(Dataset entries)
//! Attaching completed recordings to workflow sessions.
//!
//! A recording carries no session id, only a time span. The linker scores
//! every unlinked session by temporal overlap with that span and attaches
//! the recording to the best one, if any overlap is meaningful.

use tracing::info;

use flowcap_types::LinkOutcome;

use crate::events::StoreEvent;
use crate::store::SessionStore;

/// Assumed recording span when the client declared no duration.
pub const DEFAULT_RECORDING_SPAN_MS: u64 = 8_000;

/// Grace added on both sides of a session's window; capture start and
/// recording start rarely align exactly.
pub const SESSION_GRACE_MS: u64 = 1_500;

/// A link needs strictly more overlap than this.
pub const MIN_LINK_OVERLAP_MS: u64 = 500;

/// Overlap between a recording span and a session window with grace applied.
fn overlap_ms(rec_start: u64, rec_end: u64, session_start: u64, session_last: u64) -> u64 {
    let window_start = session_start.saturating_sub(SESSION_GRACE_MS);
    let window_end = session_last + SESSION_GRACE_MS;
    let lo = rec_start.max(window_start);
    let hi = rec_end.min(window_end);
    hi.saturating_sub(lo)
}

impl SessionStore {
    /// Attach a completed recording to the best-overlapping session.
    ///
    /// Sessions already carrying a recording are skipped. Ties break toward
    /// the earlier-started session, then the smaller id, so the outcome does
    /// not depend on map iteration order. Returns `linked: false` when no
    /// session qualifies; that is a normal outcome, not an error.
    pub async fn link_recording(
        &self,
        recording_id: &str,
        completion_timestamp: u64,
        duration_ms: Option<u64>,
    ) -> LinkOutcome {
        let span = duration_ms.unwrap_or(DEFAULT_RECORDING_SPAN_MS);
        let rec_start = completion_timestamp.saturating_sub(span);
        let rec_end = completion_timestamp;

        // Score every candidate without holding more than one lock at a time.
        let mut scored = Vec::new();
        for (session_id, slot) in self.snapshot() {
            let guard = slot.lock().await;
            if guard.retired || guard.session.recording_id.is_some() {
                continue;
            }
            let overlap = overlap_ms(
                rec_start,
                rec_end,
                guard.session.start_time,
                guard.session.last_event_time,
            );
            let start_time = guard.session.start_time;
            drop(guard);
            if overlap > MIN_LINK_OVERLAP_MS {
                scored.push((overlap, start_time, session_id, slot));
            }
        }
        scored.sort_by(|a, b| {
            b.0.cmp(&a.0)
                .then_with(|| a.1.cmp(&b.1))
                .then_with(|| a.2.cmp(&b.2))
        });

        // First successful link wins; losing a race to another recording
        // moves on to the next-best candidate.
        for (overlap, _, session_id, slot) in scored {
            let mut guard = slot.lock().await;
            if guard.retired || guard.session.recording_id.is_some() {
                continue;
            }
            guard.session.recording_id = Some(recording_id.to_string());
            drop(guard);

            info!(
                target: "flowcap::linker",
                "Linked recording {} to session {} ({} ms overlap)",
                recording_id, session_id, overlap
            );
            let _ = self.feed.send(StoreEvent::RecordingLinked {
                recording_id: recording_id.to_string(),
                session_id: session_id.clone(),
                overlap_ms: overlap,
            });
            return LinkOutcome::attached(session_id, overlap);
        }

        info!(
            target: "flowcap::linker",
            "No session overlaps recording {} (window {}..{})",
            recording_id, rec_start, rec_end
        );
        LinkOutcome::unlinked()
    }
}
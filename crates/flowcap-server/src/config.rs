//! Server configuration.

use anyhow::Result;
use serde::Deserialize;
use std::path::PathBuf;

#[derive(Debug, Clone, Deserialize)]
pub struct Config {
    #[serde(default = "default_host")]
    pub host: String,
    #[serde(default = "default_port")]
    pub port: u16,
    /// Sessions with no events for this long are swept.
    #[serde(default = "default_session_max_age_hours")]
    pub session_max_age_hours: u64,
    /// Partial recording uploads are dropped after this long.
    #[serde(default = "default_recording_buffer_ttl_secs")]
    pub recording_buffer_ttl_secs: u64,
    #[serde(default = "default_sweep_interval_secs")]
    pub sweep_interval_secs: u64,
    /// Deadline for mutating requests.
    #[serde(default = "default_request_timeout_ms")]
    pub request_timeout_ms: u64,
    #[serde(default = "default_max_chunk_bytes")]
    pub max_chunk_bytes: usize,
    #[serde(default = "default_max_total_chunks")]
    pub max_total_chunks: usize,
    /// Window for server-side duplicate suppression; 0 disables it.
    #[serde(default = "default_dedup_window_ms")]
    pub dedup_window_ms: u64,
}

fn default_host() -> String {
    "0.0.0.0".to_string()
}

fn default_port() -> u16 {
    8080
}

fn default_session_max_age_hours() -> u64 {
    24
}

fn default_recording_buffer_ttl_secs() -> u64 {
    15 * 60
}

fn default_sweep_interval_secs() -> u64 {
    60
}

fn default_request_timeout_ms() -> u64 {
    10_000
}

fn default_max_chunk_bytes() -> usize {
    flowcap_core::DEFAULT_MAX_CHUNK_BYTES
}

fn default_max_total_chunks() -> usize {
    flowcap_core::DEFAULT_MAX_TOTAL_CHUNKS
}

fn default_dedup_window_ms() -> u64 {
    flowcap_core::DEDUP_WINDOW_MS
}

impl Default for Config {
    fn default() -> Self {
        Self {
            host: default_host(),
            port: default_port(),
            session_max_age_hours: default_session_max_age_hours(),
            recording_buffer_ttl_secs: default_recording_buffer_ttl_secs(),
            sweep_interval_secs: default_sweep_interval_secs(),
            request_timeout_ms: default_request_timeout_ms(),
            max_chunk_bytes: default_max_chunk_bytes(),
            max_total_chunks: default_max_total_chunks(),
            dedup_window_ms: default_dedup_window_ms(),
        }
    }
}

impl Config {
    /// Load config from a specific file path.
    pub fn load_from(path: &std::path::Path) -> Result<Self> {
        let content = std::fs::read_to_string(path)?;
        let config: Config = toml::from_str(&content)?;
        Ok(config)
    }

    /// Load config from default location (config/default.toml) or fall back to defaults.
    pub fn load() -> Result<Self> {
        let config_path = PathBuf::from("config/default.toml");
        if config_path.exists() {
            return Self::load_from(&config_path);
        }

        Ok(Config::default())
    }

    pub fn session_max_age_ms(&self) -> u64 {
        self.session_max_age_hours * 60 * 60 * 1000
    }

    pub fn recording_buffer_ttl_ms(&self) -> u64 {
        self.recording_buffer_ttl_secs * 1000
    }
}
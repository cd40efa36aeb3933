//! HTTP route handlers.

pub mod events;
pub mod recordings;
pub mod sessions;

use axum::http::StatusCode;
use axum::Json;
use flowcap_core::FlowcapError;
use serde::Serialize;

#[derive(Serialize)]
pub struct HealthResponse {
    pub status: &'static str,
    pub version: &'static str,
}

pub async fn health() -> Json<HealthResponse> {
    Json(HealthResponse {
        status: "ok",
        version: env!("CARGO_PKG_VERSION"),
    })
}

/// Map a pipeline error to its HTTP status; the message becomes the body.
pub fn error_response(err: FlowcapError) -> (StatusCode, String) {
    let status = match &err {
        FlowcapError::InvalidArgument(_) => StatusCode::BAD_REQUEST,
        FlowcapError::SessionNotFound(_) | FlowcapError::UnknownRecording(_) => {
            StatusCode::NOT_FOUND
        }
        FlowcapError::IncompleteChunks { .. } => StatusCode::CONFLICT,
        FlowcapError::Timeout => StatusCode::REQUEST_TIMEOUT,
    };
    (status, err.to_string())
}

PROBLEM DETAILS → Check each line above for the string "PathBuf" and copy those that have it.

WRITTEN RESPONSE →
use std::path::PathBuf;
        let config_path = PathBuf::from("config/default.toml");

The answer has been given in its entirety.